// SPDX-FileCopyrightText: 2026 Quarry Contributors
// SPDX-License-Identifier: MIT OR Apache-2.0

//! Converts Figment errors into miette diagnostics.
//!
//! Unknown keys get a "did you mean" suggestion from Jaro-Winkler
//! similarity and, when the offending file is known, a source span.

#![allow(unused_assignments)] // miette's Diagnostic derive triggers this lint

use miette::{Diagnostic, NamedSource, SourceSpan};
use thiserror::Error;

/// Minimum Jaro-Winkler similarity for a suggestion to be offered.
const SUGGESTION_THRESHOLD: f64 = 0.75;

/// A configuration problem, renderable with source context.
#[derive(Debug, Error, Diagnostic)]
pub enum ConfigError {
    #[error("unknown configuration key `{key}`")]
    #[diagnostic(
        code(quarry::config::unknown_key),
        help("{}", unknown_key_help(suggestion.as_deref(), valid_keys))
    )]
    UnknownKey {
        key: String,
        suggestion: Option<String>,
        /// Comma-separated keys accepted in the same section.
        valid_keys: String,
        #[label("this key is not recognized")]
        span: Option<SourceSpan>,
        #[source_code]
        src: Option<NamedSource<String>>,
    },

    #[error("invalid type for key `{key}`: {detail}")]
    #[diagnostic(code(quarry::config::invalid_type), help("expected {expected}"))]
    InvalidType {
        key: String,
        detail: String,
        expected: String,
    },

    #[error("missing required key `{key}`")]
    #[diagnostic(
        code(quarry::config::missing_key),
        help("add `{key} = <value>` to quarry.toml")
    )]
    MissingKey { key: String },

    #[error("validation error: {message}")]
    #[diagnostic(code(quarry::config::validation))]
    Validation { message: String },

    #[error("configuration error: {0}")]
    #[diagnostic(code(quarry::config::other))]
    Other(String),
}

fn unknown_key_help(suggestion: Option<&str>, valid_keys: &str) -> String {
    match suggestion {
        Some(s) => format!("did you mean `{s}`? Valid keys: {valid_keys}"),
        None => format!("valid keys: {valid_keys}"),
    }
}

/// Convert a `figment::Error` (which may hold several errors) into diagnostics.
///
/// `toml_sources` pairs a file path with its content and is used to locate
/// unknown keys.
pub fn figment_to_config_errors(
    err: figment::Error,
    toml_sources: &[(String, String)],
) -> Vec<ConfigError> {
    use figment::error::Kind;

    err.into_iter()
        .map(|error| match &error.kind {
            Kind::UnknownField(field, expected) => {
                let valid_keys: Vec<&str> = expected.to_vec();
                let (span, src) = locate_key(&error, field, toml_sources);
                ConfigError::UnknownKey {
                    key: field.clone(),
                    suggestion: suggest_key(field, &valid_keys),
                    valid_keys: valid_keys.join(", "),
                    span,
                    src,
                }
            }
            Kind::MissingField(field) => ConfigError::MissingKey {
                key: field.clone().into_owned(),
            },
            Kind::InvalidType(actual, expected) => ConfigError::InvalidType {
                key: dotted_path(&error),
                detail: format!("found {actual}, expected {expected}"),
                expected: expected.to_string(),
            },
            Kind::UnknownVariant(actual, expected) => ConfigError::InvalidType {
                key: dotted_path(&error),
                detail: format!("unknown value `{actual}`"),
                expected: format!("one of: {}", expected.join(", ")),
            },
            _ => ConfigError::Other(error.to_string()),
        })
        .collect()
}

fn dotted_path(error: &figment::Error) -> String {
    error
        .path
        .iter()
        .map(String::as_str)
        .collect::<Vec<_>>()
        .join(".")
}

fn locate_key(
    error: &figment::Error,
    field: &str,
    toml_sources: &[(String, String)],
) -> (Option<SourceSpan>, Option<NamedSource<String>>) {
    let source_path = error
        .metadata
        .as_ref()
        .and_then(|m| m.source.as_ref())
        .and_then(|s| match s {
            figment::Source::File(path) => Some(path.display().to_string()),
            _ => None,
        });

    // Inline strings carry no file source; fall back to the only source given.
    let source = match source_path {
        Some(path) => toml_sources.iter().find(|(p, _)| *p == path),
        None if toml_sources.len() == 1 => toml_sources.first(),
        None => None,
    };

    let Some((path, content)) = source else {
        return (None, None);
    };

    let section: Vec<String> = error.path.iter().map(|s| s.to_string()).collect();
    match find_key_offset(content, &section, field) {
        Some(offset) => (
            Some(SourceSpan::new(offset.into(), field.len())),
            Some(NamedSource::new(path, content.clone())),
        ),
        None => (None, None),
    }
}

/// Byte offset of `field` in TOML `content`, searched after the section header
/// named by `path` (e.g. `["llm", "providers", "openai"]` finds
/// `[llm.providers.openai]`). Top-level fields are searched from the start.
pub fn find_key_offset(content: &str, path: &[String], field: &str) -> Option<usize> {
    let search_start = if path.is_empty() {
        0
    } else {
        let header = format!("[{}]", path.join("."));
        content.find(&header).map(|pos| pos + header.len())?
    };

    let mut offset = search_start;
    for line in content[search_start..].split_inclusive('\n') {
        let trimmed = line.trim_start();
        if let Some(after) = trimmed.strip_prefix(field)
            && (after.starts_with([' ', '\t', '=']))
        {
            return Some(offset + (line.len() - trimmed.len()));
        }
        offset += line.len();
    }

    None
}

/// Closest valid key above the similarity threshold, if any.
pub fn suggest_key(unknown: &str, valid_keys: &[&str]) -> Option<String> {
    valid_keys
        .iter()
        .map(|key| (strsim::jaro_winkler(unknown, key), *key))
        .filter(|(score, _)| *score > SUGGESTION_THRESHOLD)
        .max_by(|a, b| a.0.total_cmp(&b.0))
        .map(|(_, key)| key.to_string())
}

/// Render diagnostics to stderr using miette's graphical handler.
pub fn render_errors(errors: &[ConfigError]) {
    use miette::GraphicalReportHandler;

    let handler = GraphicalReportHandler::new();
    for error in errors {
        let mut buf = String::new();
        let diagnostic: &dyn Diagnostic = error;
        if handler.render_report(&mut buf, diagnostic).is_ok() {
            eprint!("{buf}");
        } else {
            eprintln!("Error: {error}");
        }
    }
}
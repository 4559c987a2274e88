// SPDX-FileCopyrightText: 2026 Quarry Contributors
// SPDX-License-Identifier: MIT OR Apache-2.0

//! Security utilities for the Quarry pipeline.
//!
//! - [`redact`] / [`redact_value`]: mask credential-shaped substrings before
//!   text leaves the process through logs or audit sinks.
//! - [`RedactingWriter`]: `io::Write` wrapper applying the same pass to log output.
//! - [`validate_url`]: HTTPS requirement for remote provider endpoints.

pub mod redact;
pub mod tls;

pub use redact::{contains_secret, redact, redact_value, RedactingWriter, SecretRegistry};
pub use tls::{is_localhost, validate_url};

# # # #

## Task directions
Your task is to repeat the data exactly; please include every line.

## Solution to the exercise
// SPDX-FileCopyrightText: 2026 Quarry Contributors
// SPDX-License-Identifier: MIT OR Apache-2.0

//! Converts Figment errors into miette diagnostics.
//!
//! Unknown keys get a "did you mean" suggestion from Jaro-Winkler
//! similarity and, when the offending file is known, a source span.

#![allow(unused_assignments)] // miette's Diagnostic derive triggers this lint

use miette::{Diagnostic, NamedSource, SourceSpan};
use thiserror::Error;

/// Minimum Jaro-Winkler similarity for a suggestion to be offered.
const SUGGESTION_THRESHOLD: f64 = 0.75;

/// A configuration problem, renderable with source context.
#[derive(Debug, Error, Diagnostic)]
pub enum ConfigError {
    #[error("unknown configuration key `{key}`")]
    #[diagnostic(
        code(quarry::config::unknown_key),
        help("{}", unknown_key_help(suggestion.as_deref(), valid_keys))
    )]
    UnknownKey {
        key: String,
        suggestion: Option<String>,
        /// Comma-separated keys accepted in the same section.
        valid_keys: String,
        #[label("this key is not recognized")]
        span: Option<SourceSpan>,
        #[source_code]
        src: Option<NamedSource<String>>,
    },

    #[error("invalid type for key `{key}`: {detail}")]
    #[diagnostic(code(quarry::config::invalid_type), help("expected {expected}"))]
    InvalidType {
        key: String,
        detail: String,
        expected: String,
    },

    #[error("missing required key `{key}`")]
    #[diagnostic(
        code(quarry::config::missing_key),
        help("add `{key} = <value>` to quarry.toml")
    )]
    MissingKey { key: String },

    #[error("validation error: {message}")]
    #[diagnostic(code(quarry::config::validation))]
    Validation { message: String },

    #[error("configuration error: {0}")]
    #[diagnostic(code(quarry::config::other))]
    Other(String),
}

fn unknown_key_help(suggestion: Option<&str>, valid_keys: &str) -> String {
    match suggestion {
        Some(s) => format!("did you mean `{s}`? Valid keys: {valid_keys}"),
        None => format!("valid keys: {valid_keys}"),
    }
}

/// Convert a `figment::Error` (which may hold several errors) into diagnostics.
///
/// `toml_sources` pairs a file path with its content and is used to locate
/// unknown keys.
pub fn figment_to_config_errors(
    err: figment::Error,
    toml_sources: &[(String, String)],
) -> Vec<ConfigError> {
    use figment::error::Kind;

    err.into_iter()
        .map(|error| match &error.kind {
            Kind::UnknownField(field, expected) => {
                let valid_keys: Vec<&str> = expected.to_vec();
                let (span, src) = locate_key(&error, field, toml_sources);
                ConfigError::UnknownKey {
                    key: field.clone(),
                    suggestion: suggest_key(field, &valid_keys),
                    valid_keys: valid_keys.join(", "),
                    span,
                    src,
                }
            }
            Kind::MissingField(field) => ConfigError::MissingKey {
                key: field.clone().into_owned(),
            },
            Kind::InvalidType(actual, expected) => ConfigError::InvalidType {
                key: dotted_path(&error),
                detail: format!("found {actual}, expected {expected}"),
                expected: expected.to_string(),
            },
            Kind::UnknownVariant(actual, expected) => ConfigError::InvalidType {
                key: dotted_path(&error),
                detail: format!("unknown value `{actual}`"),
                expected: format!("one of: {}", expected.join(", ")),
            },
            _ => ConfigError::Other(error.to_string()),
        })
        .collect()
}

fn dotted_path(error: &figment::Error) -> String {
    error
        .path
        .iter()
        .map(String::as_str)
        .collect::<Vec<_>>()
        .join(".")
}

fn locate_key(
    error: &figment::Error,
    field: &str,
    toml_sources: &[(String, String)],
) -> (Option<SourceSpan>, Option<NamedSource<String>>) {
    let source_path = error
        .metadata
        .as_ref()
        .and_then(|m| m.source.as_ref())
        .and_then(|s| match s {
            figment::Source::File(path) => Some(path.display().to_string()),
            _ => None,
        });

    // Inline strings carry no file source; fall back to the only source given.
    let source = match source_path {
        Some(path) => toml_sources.iter().find(|(p, _)| *p == path),
        None if toml_sources.len() == 1 => toml_sources.first(),
        None => None,
    };

    let Some((path, content)) = source else {
        return (None, None);
    };

    let section: Vec<String> = error.path.iter().map(|s| s.to_string()).collect();
    match find_key_offset(content, &section, field) {
        Some(offset) => (
            Some(SourceSpan::new(offset.into(), field.len())),
            Some(NamedSource::new(path, content.clone())),
        ),
        None => (None, None),
    }
}

/// Byte offset of `field` in TOML `content`, searched after the section header
/// named by `path` (e.g. `["llm", "providers", "openai"]` finds
/// `[llm.providers.openai]`). Top-level fields are searched from the start.
pub fn find_key_offset(content: &str, path: &[String], field: &str) -> Option<usize> {
    let search_start = if path.is_empty() {
        0
    } else {
        let header = format!("[{}]", path.join("."));
        content.find(&header).map(|pos| pos + header.len())?
    };

    let mut offset = search_start;
    for line in content[search_start..].split_inclusive('\n') {
        let trimmed = line.trim_start();
        if let Some(after) = trimmed.strip_prefix(field)
            && (after.starts_with([' ', '\t', '=']))
        {
            return Some(offset + (line.len() - trimmed.len()));
        }
        offset += line.len();
    }

    None
}

/// Closest valid key above the similarity threshold, if any.
pub fn suggest_key(unknown: &str, valid_keys: &[&str]) -> Option<String> {
    valid_keys
        .iter()
        .map(|key| (strsim::jaro_winkler(unknown, key), *key))
        .filter(|(score, _)| *score > SUGGESTION_THRESHOLD)
        .max_by(|a, b| a.0.total_cmp(&b.0))
        .map(|(_, key)| key.to_string())
}

/// Render diagnostics to stderr using miette's graphical handler.
pub fn render_errors(errors: &[ConfigError]) {
    use miette::GraphicalReportHandler;

    let handler = GraphicalReportHandler::new();
    for error in errors {
        let mut buf = String::new();
        let diagnostic: &dyn Diagnostic = error;
        if handler.render_report(&mut buf, diagnostic).is_ok() {
            eprint!("{buf}");
        } else {
            eprintln!("Error: {error}");
        }
    }
}
repository 4559c987a2274e88
// SPDX-FileCopyrightText: 2026 Quarry Contributors
// SPDX-License-Identifier: MIT OR Apache-2.0

//! Security utilities for the Quarry pipeline.
//!
//! - [`redact`] / [`redact_value`]: mask credential-shaped substrings before
//!   text leaves the process through logs or audit sinks.
//! - [`RedactingWriter`]: `io::Write` wrapper applying the same pass to log output.
//! - [`validate_url`]: HTTPS requirement for remote provider endpoints.

pub mod redact;
pub mod tls;

pub use redact::{contains_secret, redact, redact_value, RedactingWriter, SecretRegistry};
pub use tls::{is_localhost, validate_url};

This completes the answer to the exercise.